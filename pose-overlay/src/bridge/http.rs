//! Analysis request - multipart POST of the video via fetch

use crate::analysis::AnalysisResponse;
use crate::error::AnalysisError;
use wasm_bindgen::prelude::*;
use wasm_bindgen::JsCast;
use wasm_bindgen_futures::JsFuture;
use web_sys::{File, FormData, Request, RequestInit, Response};

fn transport(err: JsValue) -> AnalysisError {
    match err.dyn_ref::<js_sys::Error>() {
        Some(js_err) => AnalysisError::Transport(String::from(js_err.message())),
        None => AnalysisError::Transport(format!("{:?}", err)),
    }
}

/// Upload `video` as form field `video` and decode the service's answer
pub async fn post_video(endpoint: &str, video: &File) -> Result<AnalysisResponse, AnalysisError> {
    let form = FormData::new().map_err(transport)?;
    form.append_with_blob_and_filename("video", video, &video.name())
        .map_err(transport)?;

    let init = RequestInit::new();
    init.set_method("POST");
    init.set_body(&form);
    let request = Request::new_with_str_and_init(endpoint, &init).map_err(transport)?;

    let window = web_sys::window().ok_or_else(|| AnalysisError::Transport("No window found".into()))?;
    let response: Response = JsFuture::from(window.fetch_with_request(&request))
        .await
        .map_err(transport)?
        .dyn_into()
        .map_err(transport)?;

    let body = JsFuture::from(response.text().map_err(transport)?)
        .await
        .map_err(transport)?
        .as_string()
        .unwrap_or_default();

    AnalysisResponse::from_http(response.status(), &body)
}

:::::

Where a line above contains the word "FormData", show that line.

→ **Your solution**
use web_sys::{File, FormData, Request, RequestInit, Response};
    let form = FormData::new().map_err(transport)?;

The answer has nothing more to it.